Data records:
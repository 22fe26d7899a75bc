//! Declarative modifier tables
//!
//! Risk dimensions are expressed as a baseline plus labelled deltas. Numeric
//! inputs are looked up in band tables (`[min, max)` ranges, first match wins);
//! categorical inputs and compound effects add a delta directly. The final score
//! is the sum of all deltas clamped to the dimension's range.

/// Half-open numeric band `[min, max)` carrying a delta
#[derive(Debug, Clone, Copy, PartialEq)]
pub struct Band {
    pub min: f64,
    pub max: f64,
    pub delta: f64,
}

impl Band {
    pub const fn new(min: f64, max: f64, delta: f64) -> Self {
        Self { min, max, delta }
    }

    pub fn contains(&self, value: f64) -> bool {
        value >= self.min && value < self.max
    }
}

/// Ordered, labelled list of bands
#[derive(Debug, Clone, Copy)]
pub struct BandTable {
    pub label: &'static str,
    /// Label for bands with a negative delta
    pub relief_label: &'static str,
    pub bands: &'static [Band],
}

impl BandTable {
    pub const fn new(label: &'static str, bands: &'static [Band]) -> Self {
        Self {
            label,
            relief_label: label,
            bands,
        }
    }

    pub const fn with_relief(
        label: &'static str,
        relief_label: &'static str,
        bands: &'static [Band],
    ) -> Self {
        Self {
            label,
            relief_label,
            bands,
        }
    }

    /// Delta of the first band containing `value`, or 0 when none matches
    pub fn delta(&self, value: f64) -> f64 {
        self.bands
            .iter()
            .find(|band| band.contains(value))
            .map(|band| band.delta)
            .unwrap_or(0.0)
    }
}

/// A single labelled contribution to a score
#[derive(Debug, Clone, PartialEq)]
pub struct Modifier {
    pub label: &'static str,
    pub delta: f64,
}

/// Sum `baseline` and `deltas`, then clamp to `[floor, ceiling]`
pub fn sum_and_clamp<I>(baseline: f64, deltas: I, floor: f64, ceiling: f64) -> f64
where
    I: IntoIterator<Item = f64>,
{
    let total: f64 = baseline + deltas.into_iter().sum::<f64>();
    total.clamp(floor, ceiling)
}

/// Collects labelled modifiers on top of a baseline
#[derive(Debug, Clone)]
pub struct ScoreCard {
    baseline: f64,
    modifiers: Vec<Modifier>,
}

impl ScoreCard {
    pub fn new(baseline: f64) -> Self {
        Self {
            baseline,
            modifiers: Vec::new(),
        }
    }

    /// Look `value` up in `table` and record the matching delta
    pub fn band(&mut self, table: &BandTable, value: f64) -> &mut Self {
        let delta = table.delta(value);
        let label = if delta < 0.0 { table.relief_label } else { table.label };
        self.add(label, delta)
    }

    /// Record `delta` under `label`; zero deltas are dropped
    pub fn add(&mut self, label: &'static str, delta: f64) -> &mut Self {
        if delta != 0.0 {
            self.modifiers.push(Modifier { label, delta });
        }
        self
    }

    /// Record `delta` only when `condition` holds
    pub fn when(&mut self, condition: bool, label: &'static str, delta: f64) -> &mut Self {
        if condition {
            self.add(label, delta);
        }
        self
    }

    pub fn baseline(&self) -> f64 {
        self.baseline
    }

    pub fn modifiers(&self) -> &[Modifier] {
        &self.modifiers
    }

    /// Unclamped total
    pub fn raw_total(&self) -> f64 {
        self.baseline + self.modifiers.iter().map(|m| m.delta).sum::<f64>()
    }

    pub fn clamped(&self, floor: f64, ceiling: f64) -> f64 {
        sum_and_clamp(
            self.baseline,
            self.modifiers.iter().map(|m| m.delta),
            floor,
            ceiling,
        )
    }
}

- [WHAT IS NEEDED] Identify every line above with the string "PartialEq" in it. Copy those lines.

- [YOUR SOLUTION]
#[derive(Debug, Clone, Copy, PartialEq)]
#[derive(Debug, Clone, PartialEq)]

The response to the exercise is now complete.